So, gas is growing in importance as a key fuel for making power. Will the prices grow as fast as the demand? If they do, it would be good for Oklahoma's economy and for state revenues. Depressed gas prices have led state-based energy firms to switch their emphasis from gas to oil; meantime, the state's take from gross production taxes has plummeted, falling 85 percent in December from the comparable month of 2011. Market forces aren't the only reason for this plunge, but they do play a role.
If an increased emphasis on gas to make power is good for the state, Oklahomans should be thrilled by recent trends, right? Yes and no. Over time, gas prices will rise; increased demand (to make power and to fuel vehicles) will translate into higher severance tax revenues. At the same time, consumers could find that moving away from coal means sharply higher electricity rates.

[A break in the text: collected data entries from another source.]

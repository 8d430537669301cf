//! Regionscupen 2025, the one-day tournament at ECG Arena.
//!
//! The programme is fixed, so the fixtures live here rather than in the
//! store. Results are filled in by editing this list.

use crate::constants::{PLACEHOLDER_TEAM, TEAM_NAME};
use crate::models::{Fixture, FixtureKind, Score};
use crate::stats::{Standing, standings};

pub const TOURNAMENT_NAME: &str = "Regionscupen";
pub const TOURNAMENT_YEAR: u16 = 2025;
pub const TOURNAMENT_DAY: &str = "27 december";
pub const TOURNAMENT_ARENA: &str = "ECG Arena";

/// A fixture seen from the team's side: who we meet and our score first.
#[derive(Debug, Clone, PartialEq, Eq)]
pub struct TeamFixture {
    pub id: String,
    pub opponent: String,
    pub stage: String,
    pub slot: String,
    pub kind: FixtureKind,
    /// (ours, theirs)
    pub score: Option<(u32, u32)>,
}

fn fixture(
    id: &str,
    stage: &str,
    slot: &str,
    teams: [&str; 2],
    score: Option<(u32, u32)>,
    kind: FixtureKind,
) -> Fixture {
    Fixture {
        id: id.to_string(),
        stage: stage.to_string(),
        slot: slot.to_string(),
        teams: teams.map(str::to_string),
        score: score.map(|(home, away)| Score { home, away }),
        kind,
    }
}

/// The full tournament programme, group stage first.
pub fn group_matches() -> Vec<Fixture> {
    use FixtureKind::{Group, Knockout};

    vec![
        fixture("group-1", "Match 1", "10:00", [TEAM_NAME, "Tröccas"], Some((0, 4)), Group),
        fixture("group-2", "Match 2", "10:50", ["Monster E", "Lysviks IBF"], Some((2, 2)), Group),
        fixture("group-3", "Match 3", "11:40", ["Monster E", "Tröccas"], Some((0, 2)), Group),
        fixture("group-4", "Match 4", "12:30", [TEAM_NAME, "Lysviks IBF"], Some((3, 0)), Group),
        fixture("group-5", "Match 5", "13:20", [TEAM_NAME, "Monster E"], Some((2, 1)), Group),
        fixture("group-6", "Match 6", "14:10", ["Tröccas", "Lysviks IBF"], None, Group),
        fixture("kvart", "Kvartsfinal", "15:00 / 15:30", [TEAM_NAME, PLACEHOLDER_TEAM], None, Knockout),
        fixture("semi", "Semifinal", "16:30 / 16:50", [TEAM_NAME, PLACEHOLDER_TEAM], None, Knockout),
        fixture("final", "Final", "17:10", [TEAM_NAME, PLACEHOLDER_TEAM], None, Knockout),
    ]
}

/// Group fixtures involving `team`, flipped so that `team` is always first.
pub fn team_fixtures(fixtures: &[Fixture], team: &str) -> Vec<TeamFixture> {
    fixtures
        .iter()
        .filter(|f| f.kind == FixtureKind::Group && f.involves(team))
        .map(|f| {
            let at_home = f.home() == team;
            let opponent = if at_home { f.away() } else { f.home() };
            let score = f
                .score
                .map(|s| if at_home { (s.home, s.away) } else { (s.away, s.home) });
            TeamFixture {
                id: f.id.clone(),
                opponent: opponent.to_string(),
                stage: format!("Gruppspel • {}", f.stage),
                slot: f.slot.clone(),
                kind: f.kind,
                score,
            }
        })
        .collect()
}

/// Standings of the group stage only.
pub fn group_standings(fixtures: &[Fixture]) -> Vec<Standing> {
    let group: Vec<Fixture> = fixtures
        .iter()
        .filter(|f| f.kind == FixtureKind::Group)
        .cloned()
        .collect();
    standings(&group)
}

#[cfg(test)]
mod tests {
    use super::*;

    #[test]
    fn test_group_table() {
        let table = group_standings(&group_matches());
        let teams: Vec<&str> = table.iter().map(|s| s.team.as_str()).collect();

        // Monster E and Lysviks IBF are level on points and goal difference
        assert_eq!(teams, vec!["Tröccas", TEAM_NAME, "Monster E", "Lysviks IBF"]);
        assert_eq!(table[2].goals_for, 3);
        assert_eq!(table[3].goals_for, 2);

        let troccas = &table[0];
        assert_eq!((troccas.played, troccas.points), (2, 6));
        assert_eq!(troccas.goal_difference(), 6);

        let us = &table[1];
        assert_eq!((us.played, us.wins, us.losses, us.points), (3, 2, 1, 6));
        assert_eq!((us.goals_for, us.goals_against), (5, 5));
    }

    #[test]
    fn test_knockout_placeholders_never_reach_the_table() {
        let table = group_standings(&group_matches());
        assert!(table.iter().all(|s| s.team != PLACEHOLDER_TEAM));
    }

    #[test]
    fn test_team_fixtures_are_seen_from_our_side() {
        let ours = team_fixtures(&group_matches(), TEAM_NAME);

        assert_eq!(ours.len(), 3);
        assert_eq!(ours[0].opponent, "Tröccas");
        assert_eq!(ours[0].score, Some((0, 4)));
        assert_eq!(ours[0].stage, "Gruppspel • Match 1");
        assert!(ours.iter().all(|f| f.kind == FixtureKind::Group));
    }

    #[test]
    fn test_team_fixtures_flip_away_side() {
        let fixtures = vec![fixture(
            "x",
            "Match 9",
            "09:00",
            ["Tröccas", TEAM_NAME],
            Some((1, 3)),
            FixtureKind::Group,
        )];
        let ours = team_fixtures(&fixtures, TEAM_NAME);
        assert_eq!(ours[0].opponent, "Tröccas");
        assert_eq!(ours[0].score, Some((3, 1)));
    }
}
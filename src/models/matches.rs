use chrono::{DateTime, NaiveDate, NaiveDateTime, Utc};
use serde::{Deserialize, Deserializer, Serialize, Serializer};

/// A played or scheduled match of the team.
///
/// `goals_for`/`goals_against` may already be filled in for a future date
/// when results are back-filled.
#[derive(Debug, Clone, PartialEq, Eq, Serialize, Deserialize)]
#[serde(rename_all = "camelCase")]
pub struct Match {
    pub id: String,
    #[serde(
        serialize_with = "serialize_match_date",
        deserialize_with = "deserialize_match_date"
    )]
    pub date: DateTime<Utc>,
    pub opponent: String,
    #[serde(default)]
    pub home_game: bool,
    #[serde(default)]
    pub goals_for: u32,
    #[serde(default)]
    pub goals_against: u32,
    /// Player ids credited with appearing in the match
    #[serde(default)]
    pub lineup: Vec<String>,
}

/// Result of a match from the team's point of view
#[derive(Debug, Clone, Copy, PartialEq, Eq, Hash, Serialize, Deserialize)]
#[serde(rename_all = "lowercase")]
pub enum MatchOutcome {
    Win,
    Loss,
    Draw,
}

impl MatchOutcome {
    pub fn from_score(goals_for: u32, goals_against: u32) -> Self {
        match goals_for.cmp(&goals_against) {
            std::cmp::Ordering::Greater => MatchOutcome::Win,
            std::cmp::Ordering::Less => MatchOutcome::Loss,
            std::cmp::Ordering::Equal => MatchOutcome::Draw,
        }
    }
}

impl Match {
    pub fn outcome(&self) -> MatchOutcome {
        MatchOutcome::from_score(self.goals_for, self.goals_against)
    }

    pub fn is_win(&self) -> bool {
        self.goals_for > self.goals_against
    }

    /// A match counts as played only when its date is strictly before `now`.
    pub fn is_played(&self, now: DateTime<Utc>) -> bool {
        self.date < now
    }

    pub fn is_upcoming(&self, now: DateTime<Utc>) -> bool {
        self.date > now
    }
}

/// Parses a stored match date.
///
/// Accepts RFC 3339 instants, `YYYY-MM-DDTHH:MM[:SS]` without an offset
/// (taken as UTC) and bare `YYYY-MM-DD` dates (midnight UTC), which is what
/// the date form field produces.
///
/// # Example
/// ```
/// use digrone_stats::models::parse_match_date;
///
/// let date = parse_match_date("2025-03-14").unwrap();
/// assert_eq!(date.to_rfc3339(), "2025-03-14T00:00:00+00:00");
/// assert!(parse_match_date("14.3.2025").is_err());
/// ```
pub fn parse_match_date(value: &str) -> Result<DateTime<Utc>, String> {
    let value = value.trim();

    if let Ok(instant) = DateTime::parse_from_rfc3339(value) {
        return Ok(instant.with_timezone(&Utc));
    }

    for format in ["%Y-%m-%dT%H:%M:%S", "%Y-%m-%dT%H:%M", "%Y-%m-%d %H:%M"] {
        if let Ok(naive) = NaiveDateTime::parse_from_str(value, format) {
            return Ok(naive.and_utc());
        }
    }

    NaiveDate::parse_from_str(value, "%Y-%m-%d")
        .ok()
        .and_then(|date| date.and_hms_opt(0, 0, 0))
        .map(|naive| naive.and_utc())
        .ok_or_else(|| format!("invalid match date '{value}', expected YYYY-MM-DD or RFC 3339"))
}

fn serialize_match_date<S>(date: &DateTime<Utc>, serializer: S) -> Result<S::Ok, S::Error>
where
    S: Serializer,
{
    serializer.serialize_str(&date.to_rfc3339())
}

fn deserialize_match_date<'de, D>(deserializer: D) -> Result<DateTime<Utc>, D::Error>
where
    D: Deserializer<'de>,
{
    let raw = String::deserialize(deserializer)?;
    parse_match_date(&raw).map_err(serde::de::Error::custom)
}

#[cfg(test)]
mod tests {
    use super::*;
    use chrono::TimeZone;

    #[test]
    fn test_deserialize_plain_date() {
        let json = r#"{
            "id": "1700000000000",
            "date": "2025-02-01",
            "opponent": "Tröccas",
            "homeGame": true,
            "goalsFor": 4,
            "goalsAgainst": 2,
            "lineup": ["1", "2"]
        }"#;
        let game: Match = serde_json::from_str(json).unwrap();

        assert_eq!(game.date, Utc.with_ymd_and_hms(2025, 2, 1, 0, 0, 0).unwrap());
        assert!(game.home_game);
        assert_eq!(game.lineup, vec!["1", "2"]);
        assert_eq!(game.outcome(), MatchOutcome::Win);
    }

    #[test]
    fn test_deserialize_rfc3339_with_offset() {
        let json = r#"{"id":"1","date":"2025-02-01T19:30:00+01:00","opponent":"Monster E"}"#;
        let game: Match = serde_json::from_str(json).unwrap();

        assert_eq!(game.date, Utc.with_ymd_and_hms(2025, 2, 1, 18, 30, 0).unwrap());
        assert_eq!(game.goals_for, 0);
        assert!(game.lineup.is_empty());
    }

    #[test]
    fn test_invalid_date_fails_at_boundary() {
        let json = r#"{"id":"1","date":"next friday","opponent":"Monster E"}"#;
        let err = serde_json::from_str::<Match>(json).unwrap_err();
        assert!(err.to_string().contains("invalid match date"));
    }

    #[test]
    fn test_serializes_date_as_rfc3339() {
        let game = Match {
            id: "1".to_string(),
            date: Utc.with_ymd_and_hms(2025, 2, 1, 18, 0, 0).unwrap(),
            opponent: "Lysviks IBF".to_string(),
            home_game: false,
            goals_for: 1,
            goals_against: 1,
            lineup: vec![],
        };
        let value = serde_json::to_value(&game).unwrap();

        assert_eq!(value["date"], "2025-02-01T18:00:00+00:00");
        assert_eq!(value["goalsAgainst"], 1);
        assert_eq!(game.outcome(), MatchOutcome::Draw);
    }

    #[test]
    fn test_datetime_local_format() {
        let parsed = parse_match_date("2025-02-01T18:45").unwrap();
        assert_eq!(parsed, Utc.with_ymd_and_hms(2025, 2, 1, 18, 45, 0).unwrap());
    }

    #[test]
    fn test_played_and_upcoming_are_strict() {
        let now = Utc.with_ymd_and_hms(2025, 2, 1, 18, 0, 0).unwrap();
        let game = Match {
            id: "1".to_string(),
            date: now,
            opponent: "Tröccas".to_string(),
            home_game: true,
            goals_for: 0,
            goals_against: 0,
            lineup: vec![],
        };

        assert!(!game.is_played(now));
        assert!(!game.is_upcoming(now));
    }

    #[test]
    fn test_outcome_serializes_lowercase() {
        assert_eq!(
            serde_json::to_string(&MatchOutcome::Loss).unwrap(),
            "\"loss\""
        );
    }
}
use serde::{Deserialize, Deserializer, Serialize};

/// A goal scored by the team, with the optional assisting player.
#[derive(Debug, Clone, PartialEq, Eq, Serialize, Deserialize)]
#[serde(rename_all = "camelCase")]
pub struct Goal {
    pub id: String,
    pub player_id: String,
    #[serde(
        default,
        deserialize_with = "deserialize_assist",
        skip_serializing_if = "Option::is_none"
    )]
    pub assist_id: Option<String>,
    pub match_id: String,
    /// Regulation period, 1 to 3
    pub period: u8,
    /// Time within the period as `mm:ss`
    pub time: String,
}

impl Goal {
    /// Returns the goal time within its period in seconds, if `time` is a valid `mm:ss`.
    pub fn seconds_into_period(&self) -> Option<u32> {
        parse_period_time(&self.time)
    }
}

/// Parses a `mm:ss` period clock into seconds. Seconds must be below 60.
///
/// # Example
/// ```
/// use digrone_stats::models::parse_period_time;
///
/// assert_eq!(parse_period_time("12:34"), Some(754));
/// assert_eq!(parse_period_time("5:07"), Some(307));
/// assert_eq!(parse_period_time("12:75"), None);
/// ```
pub fn parse_period_time(value: &str) -> Option<u32> {
    let (minutes, seconds) = value.trim().split_once(':')?;
    if seconds.len() != 2 || minutes.is_empty() || minutes.len() > 2 {
        return None;
    }
    if !minutes.chars().chain(seconds.chars()).all(|c| c.is_ascii_digit()) {
        return None;
    }
    let minutes: u32 = minutes.parse().ok()?;
    let seconds: u32 = seconds.parse().ok()?;
    (seconds < 60).then_some(minutes * 60 + seconds)
}

// The admin form used to submit "" for "no assist".
fn deserialize_assist<'de, D>(deserializer: D) -> Result<Option<String>, D::Error>
where
    D: Deserializer<'de>,
{
    let raw = Option::<String>::deserialize(deserializer)?;
    Ok(raw.filter(|id| !id.trim().is_empty()))
}
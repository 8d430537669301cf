//! HTTP client creation for the GitHub store

use reqwest::Client;
use std::time::Duration;

use crate::constants::HTTP_POOL_MAX_IDLE_PER_HOST;

/// Creates a reqwest client with the configured timeout and a bounded
/// idle connection pool.
///
/// GitHub rejects requests without a `User-Agent`, so one is always set.
pub fn create_http_client_with_timeout(timeout_seconds: u64) -> Result<Client, reqwest::Error> {
    Client::builder()
        .timeout(Duration::from_secs(timeout_seconds))
        .pool_max_idle_per_host(HTTP_POOL_MAX_IDLE_PER_HOST)
        .user_agent(concat!(env!("CARGO_PKG_NAME"), "/", env!("CARGO_PKG_VERSION")))
        .build()
}
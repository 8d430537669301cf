//! Page builders for the dashboard, statistics and tournament views.

use chrono::{DateTime, Utc};

use super::page::{StatsPage, outcome_letter};
use crate::constants::{DEFAULT_TOP_PERFORMERS, TEAM_NAME};
use crate::models::{Fixture, Match, Player};
use crate::stats::{
    Dashboard, PlayerOrder, Standing, active_roster, average_points_per_player, goals_for_match,
    lineup_players, matches_by_date, points_table, season_totals, top_performers,
};
use crate::store::Snapshot;
use crate::tournament::{
    TOURNAMENT_ARENA, TOURNAMENT_DAY, TOURNAMENT_NAME, TOURNAMENT_YEAR, team_fixtures,
};

fn format_date(date: DateTime<Utc>) -> String {
    date.format("%Y-%m-%d %H:%M").to_string()
}

fn venue(game: &Match) -> &'static str {
    if game.home_game { "Hemma" } else { "Borta" }
}

fn match_line(game: &Match) -> String {
    format!(
        "{}  {:<22} {:<5} {}-{} {}",
        format_date(game.date),
        game.opponent,
        venue(game),
        game.goals_for,
        game.goals_against,
        outcome_letter(game.outcome())
    )
}

pub fn dashboard_page(dashboard: &Dashboard) -> StatsPage {
    let mut page = StatsPage::new("ÖVERSIKT", "Säsongen i siffror");
    let chronology = &dashboard.chronology;

    page.add_heading("Matcher spelade");
    page.add_text(format!(
        "{} ({} vinster)",
        chronology.played_count, chronology.win_count
    ));

    page.add_heading("Senaste 5 matcherna");
    if dashboard.recent_results.is_empty() {
        page.add_text("Inga matcher än");
    } else {
        page.add_results(dashboard.recent_results.clone());
    }

    page.add_heading("Målratio");
    page.add_text(format!(
        "{} - {}",
        dashboard.totals.goals_for, dashboard.totals.goals_against
    ));
    page.add_detail("Gjorda mål - Insläppta mål");

    page.add_heading("Föregående match");
    match &chronology.previous {
        Some(game) => page.add_text(match_line(game)),
        None => page.add_text("Ingen tidigare match"),
    }

    page.add_heading("Kommande match");
    match &chronology.next {
        Some(game) => page.add_text(format!(
            "{}  {} ({})",
            format_date(game.date),
            game.opponent,
            venue(game)
        )),
        None => page.add_text("Ingen kommande match"),
    }

    page
}

fn player_line(rank: usize, player: &Player) -> String {
    format!(
        "{:>4}. {:>3} {:<24} {:>4} {:>6} {:>6} {:>7}",
        rank,
        player.number,
        player.name,
        player.goals,
        player.assists,
        player.points(),
        player.matches
    )
}

pub fn statistics_page(snapshot: &Snapshot) -> StatsPage {
    let mut page = StatsPage::new("STATISTIK", "Skytteliga och matchhistorik");

    page.add_heading("Skytteliga");
    page.add_text(format!(
        "{:>5} {:>3} {:<24} {:>4} {:>6} {:>6} {:>7}",
        "Plac.", "Nr", "Spelare", "Mål", "Assist", "Poäng", "Matcher"
    ));
    for (i, player) in season_totals(&snapshot.players, PlayerOrder::Goals)
        .iter()
        .enumerate()
    {
        page.add_text(player_line(i + 1, player));
    }

    page.add_heading("Matchhistorik");
    let history = matches_by_date(&snapshot.matches);
    if history.is_empty() {
        page.add_text("Inga matcher än");
    }
    for game in &history {
        page.add_text(match_line(game));
        for goal in goals_for_match(&snapshot.goals, &snapshot.players, &game.id) {
            let assist = goal
                .assist
                .map(|name| format!(" ({name})"))
                .unwrap_or_default();
            page.add_detail(format!(
                "P{} {} {}{}",
                goal.period, goal.time, goal.scorer, assist
            ));
        }
        let lineup = lineup_players(game, &snapshot.players);
        if !lineup.is_empty() {
            let names: Vec<&str> = lineup.iter().map(|p| p.name.as_str()).collect();
            page.add_detail(format!("Laguppställning: {}", names.join(", ")));
        }
    }

    page
}

fn standing_line(standing: &Standing) -> String {
    format!(
        "{:<16} {:>2} {:>2} {:>2} {:>2} {:>7} {:>5}",
        standing.team,
        standing.played,
        standing.wins,
        standing.draws,
        standing.losses,
        format!("{}-{}", standing.goals_for, standing.goals_against),
        standing.points
    )
}

pub fn tournament_page(fixtures: &[Fixture], table: &[Standing], roster: &[Player]) -> StatsPage {
    let mut page = StatsPage::new(
        format!("{} {}", TOURNAMENT_NAME.to_uppercase(), TOURNAMENT_YEAR),
        format!("Speldag {TOURNAMENT_DAY} • {TOURNAMENT_ARENA}"),
    );

    page.add_heading("Grupp 1-tabell");
    page.add_text(format!(
        "{:<16} {:>2} {:>2} {:>2} {:>2} {:>7} {:>5}",
        "Lag", "M", "V", "O", "F", "Mål", "Poäng"
    ));
    for standing in table {
        page.add_text(standing_line(standing));
    }

    page.add_heading("Matcher & slutspelet");
    for fixture in fixtures {
        page.add_text(format!(
            "{:<14} {:<12} {} - {}  {}",
            fixture.slot,
            fixture.stage,
            fixture.home(),
            fixture.away(),
            fixture.result_text().unwrap_or_else(|| "-".to_string())
        ));
    }

    page.add_heading(format!("{TEAM_NAME} i gruppspelet"));
    for fixture in team_fixtures(fixtures, TEAM_NAME) {
        let score = fixture
            .score
            .map(|(ours, theirs)| format!("{ours}-{theirs}"))
            .unwrap_or_else(|| "-".to_string());
        page.add_text(format!(
            "{:<22} {:<14} {} {}",
            fixture.stage, fixture.slot, fixture.opponent, score
        ));
    }

    if roster.is_empty() {
        page.add_heading("Spelarstatistik");
        page.add_text("Inga spelare registrerade ännu.");
        return page;
    }

    page.add_heading("Nyckelspelare");
    for player in top_performers(roster, DEFAULT_TOP_PERFORMERS) {
        page.add_text(format!("{:<24} {} poäng", player.name, player.points()));
    }
    page.add_detail(format!(
        "Snitt {:.1} poäng per spelare",
        average_points_per_player(roster)
    ));

    page.add_heading("Spelare");
    for player in active_roster(roster) {
        page.add_text(format!(
            "{:>3} {:<24} {:>2} matcher",
            player.number, player.name, player.matches
        ));
    }

    page.add_heading("Spelarstatistik");
    page.add_text(format!(
        "{:<24} {:>4} {:>6} {:>6} {:>13}",
        "Spelare", "Mål", "Assist", "Poäng", "Utvisningsmin"
    ));
    for player in points_table(roster) {
        page.add_text(format!(
            "{:<24} {:>4} {:>6} {:>6} {:>13}",
            player.name,
            player.goals,
            player.assists,
            player.points(),
            player.penalty_mins
        ));
    }

    page
}

#[cfg(test)]
mod tests {
    use super::*;
    use crate::models::MatchOutcome;
    use crate::testing_utils::TestDataBuilder;
    use crate::tournament::{group_matches, group_standings};
    use chrono::TimeZone;

    fn lines(page: &StatsPage) -> Vec<String> {
        page.plain_lines()
    }

    #[test]
    fn test_dashboard_page_for_empty_season() {
        let now = Utc.with_ymd_and_hms(2025, 3, 1, 12, 0, 0).unwrap();
        let page = dashboard_page(&Dashboard::build(&[], now));
        let lines = lines(&page);

        assert!(lines.contains(&"0 (0 vinster)".to_string()));
        assert!(lines.contains(&"Inga matcher än".to_string()));
        assert!(lines.contains(&"Ingen tidigare match".to_string()));
        assert!(lines.contains(&"Ingen kommande match".to_string()));
    }

    #[test]
    fn test_dashboard_page_shows_neighbours() {
        let season = TestDataBuilder::sample_season();
        let now = Utc.with_ymd_and_hms(2025, 3, 1, 12, 0, 0).unwrap();
        let dashboard = Dashboard::build(&season, now);
        let lines = lines(&dashboard_page(&dashboard));

        let previous = lines.iter().position(|l| l == "Föregående match").unwrap();
        assert!(lines[previous + 1].starts_with("2025-02-27 18:00"));
        let next = lines.iter().position(|l| l == "Kommande match").unwrap();
        assert!(lines[next + 1].starts_with("2025-03-08 18:00"));

        let results = lines
            .iter()
            .position(|l| l == "Senaste 5 matcherna")
            .unwrap();
        let expected: Vec<String> = dashboard
            .recent_results
            .iter()
            .map(|o| outcome_letter(*o).to_string())
            .collect();
        assert_eq!(lines[results + 1], expected.join(" "));
    }

    #[test]
    fn test_statistics_page_lists_goals_under_match() {
        let roster = TestDataBuilder::sample_roster();
        let matches = vec![TestDataBuilder::played_match("m1", 2025, 1, 11, 2, 1)];
        let goals = vec![
            TestDataBuilder::goal("g2", "2", None, "m1", 2, "03:00"),
            TestDataBuilder::goal("g1", "1", Some("3"), "m1", 1, "12:30"),
        ];
        let snapshot = Snapshot {
            players: roster,
            matches,
            goals,
        };
        let lines = lines(&statistics_page(&snapshot));

        let game = lines.iter().position(|l| l.contains("2-1 V")).unwrap();
        assert_eq!(lines[game + 1], "  P1 12:30 Erik Andersson (Magnus Karlsson)");
        assert_eq!(lines[game + 2], "  P2 03:00 Johan Svensson");
        assert!(!lines.iter().any(|l| l.contains("Laguppställning")));
    }

    #[test]
    fn test_statistics_page_shows_lineup_after_goals() {
        let mut game = TestDataBuilder::played_match("m1", 2025, 1, 11, 1, 0);
        game.lineup = vec!["3".to_string(), "ghost".to_string(), "1".to_string()];
        let snapshot = Snapshot {
            players: TestDataBuilder::sample_roster(),
            matches: vec![game],
            goals: vec![TestDataBuilder::goal("g1", "3", None, "m1", 3, "18:01")],
        };
        let lines = lines(&statistics_page(&snapshot));

        let game = lines.iter().position(|l| l.contains("1-0 V")).unwrap();
        assert_eq!(lines[game + 1], "  P3 18:01 Magnus Karlsson");
        assert_eq!(
            lines[game + 2],
            "  Laguppställning: Magnus Karlsson, Erik Andersson"
        );
    }

    #[test]
    fn test_tournament_page_without_roster() {
        let fixtures = group_matches();
        let table = group_standings(&fixtures);
        let lines = lines(&tournament_page(&fixtures, &table, &[]));

        assert!(lines[0].starts_with("REGIONSCUPEN 2025"));
        assert!(lines.contains(&"Inga spelare registrerade ännu.".to_string()));
        assert!(lines.iter().any(|l| l.starts_with("Tröccas")));
    }

    #[test]
    fn test_tournament_page_average_has_one_decimal() {
        let fixtures = group_matches();
        let roster = vec![
            TestDataBuilder::player_with_stats("1", "Erik Andersson", 2, 1, 3),
            TestDataBuilder::player_with_stats("2", "Johan Svensson", 1, 0, 3),
            TestDataBuilder::player_with_stats("3", "Magnus Karlsson", 0, 0, 1),
        ];
        let lines = lines(&tournament_page(&fixtures, &[], &roster));

        assert!(lines.contains(&"  Snitt 1.3 poäng per spelare".to_string()));
        let key = lines.iter().position(|l| l == "Nyckelspelare").unwrap();
        assert!(lines[key + 1].starts_with("Erik Andersson"));
    }

    #[test]
    fn test_outcome_letters() {
        assert_eq!(outcome_letter(MatchOutcome::Win), 'V');
        assert_eq!(outcome_letter(MatchOutcome::Loss), 'F');
        assert_eq!(outcome_letter(MatchOutcome::Draw), 'O');
    }
}
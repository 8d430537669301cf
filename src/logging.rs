use crate::cli::Args;
use crate::config::Config;
use crate::constants::LOG_FILE_NAME;
use crate::error::AppError;
use std::io::stdout;
use std::path::Path;
use tracing_appender::non_blocking::WorkerGuard;
use tracing_appender::rolling::{RollingFileAppender, Rotation};
use tracing_subscriber::{EnvFilter, fmt, prelude::*};

const DEFAULT_DIRECTIVE: &str = "digrone_stats=info";

fn env_filter() -> Result<EnvFilter, AppError> {
    let directive = DEFAULT_DIRECTIVE
        .parse()
        .map_err(|e| AppError::log_setup_error(format!("Invalid log directive: {e}")))?;
    Ok(EnvFilter::from_default_env().add_directive(directive))
}

/// Splits a log file path into its directory and file name, falling back to
/// the config log directory and the default file name.
pub fn resolve_log_location(custom_path: Option<&String>) -> (String, String) {
    match custom_path {
        Some(custom_path) => {
            let path = Path::new(custom_path);
            let parent = path
                .parent()
                .filter(|p| !p.as_os_str().is_empty())
                .unwrap_or(Path::new("."));
            let file_name = path
                .file_name()
                .and_then(|n| n.to_str())
                .unwrap_or(LOG_FILE_NAME);
            (parent.to_string_lossy().to_string(), file_name.to_string())
        }
        None => (Config::get_log_dir_path(), LOG_FILE_NAME.to_string()),
    }
}

/// Sets up logging for the application.
///
/// Logs always go to a daily rolling file. With `--debug` they are also
/// printed to stdout. The log location comes from `--log-file`, then the
/// config file, then the default log directory.
///
/// Returns the path to the log file and the guard that must be kept alive
/// for the duration of the program to ensure proper log flushing.
pub async fn setup_logging(args: &Args) -> Result<(String, WorkerGuard), AppError> {
    let config_log_path = Config::load()
        .await
        .ok()
        .and_then(|config| config.log_file_path);

    let custom_log_path = args.log_file.as_ref().or(config_log_path.as_ref());
    let (log_dir, log_file_name) = resolve_log_location(custom_log_path);

    if !Path::new(&log_dir).exists() {
        tokio::fs::create_dir_all(&log_dir).await.map_err(|e| {
            AppError::log_setup_error(format!("Failed to create log directory: {e}"))
        })?;
    }

    let file_appender = RollingFileAppender::new(Rotation::DAILY, &log_dir, &log_file_name);
    // The guard flushes buffered lines when dropped
    let (non_blocking, guard) = tracing_appender::non_blocking(file_appender);

    let file_layer = fmt::Layer::new()
        .with_writer(non_blocking)
        .with_ansi(false)
        .with_filter(env_filter()?);

    let registry = tracing_subscriber::registry().with(file_layer);
    let result = if args.debug {
        registry
            .with(
                fmt::Layer::new()
                    .with_writer(stdout)
                    .with_ansi(true)
                    .with_filter(env_filter()?),
            )
            .try_init()
    } else {
        registry.try_init()
    };
    result.map_err(|e| AppError::log_setup_error(format!("Failed to install subscriber: {e}")))?;

    let log_file_path = format!("{log_dir}/{log_file_name}");
    Ok((log_file_path, guard))
}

Oklahoma is one of only three states that encourage utilities to buy gas on long-term contracts. Oregon and Colorado are the other two. The danger is that any future surge in gas prices will be blamed on the utilities and the politicians who set energy policy. Indeed, Obama will have to answer for a policy that could see relatively cheap coal left in the ground (or shipped to China) while gas prices rise rapidly. In truth, though, he will likely be out of office before this scenario takes full flower.
The utility company presidents who are still in office have a difficult time deciding how to plan for future power demand. As much as we encourage new markets for Oklahoma-produced gas, we believe that power generation should not be over-reliant on one source of fuel and coal should not be left in the ground.